◆ **What the exercise asks**
Search the entries below for "unwrap". Report each line where it occurs.

----------

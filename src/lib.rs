//! This crate computes prime factor count sequences over a bounded range `[0, bound]`,
//! the integers with an exact number of prime factors and the close pairs among them,
//! and the shortest transformation of an integer into a prime with the steps
//! x -> 2x+1 and x -> x+1.
//!
//! ```
//! use prime_factor_seq::PrimeFactorSequence;
//!
//! let seq = PrimeFactorSequence::new(50).unwrap();
//! assert_eq!(seq.numbers_with_m_prime_factors(3).unwrap(), [8, 12, 18, 20, 27, 28, 30, 42, 44, 45, 50]);
//! assert_eq!(seq.change_to_prime(4).unwrap().to_string(), "1");
//! ```
//!
//! The free functions in [nt_funcs] do the same without an instance, and the modules
//! [factor], [sequence] and [transform] expose the underlying steps on explicit prime lists.

mod buffer;
mod error;
pub mod factor;
pub mod nt_funcs;
pub mod sequence;
mod traits;
pub mod transform;

pub use buffer::{CachedOracle, NaiveBuffer, PrimeSet};
pub use error::{Error, Result};
pub use sequence::{IntPair, PrimeFactorSequence};
pub use traits::{CountMethod, PrimeBuffer, PrimeOracle, SearchConfig, SearchStrategy, SequenceConfig};
pub use transform::{PrimeTransform, Step, TransformPath};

----------

◆ **Answer section**
//! let seq = PrimeFactorSequence::new(50).unwrap();
//! assert_eq!(seq.numbers_with_m_prime_factors(3).unwrap(), [8, 12, 18, 20, 27, 28, 30, 42, 44, 45, 50]);
//! assert_eq!(seq.change_to_prime(4).unwrap().to_string(), "1");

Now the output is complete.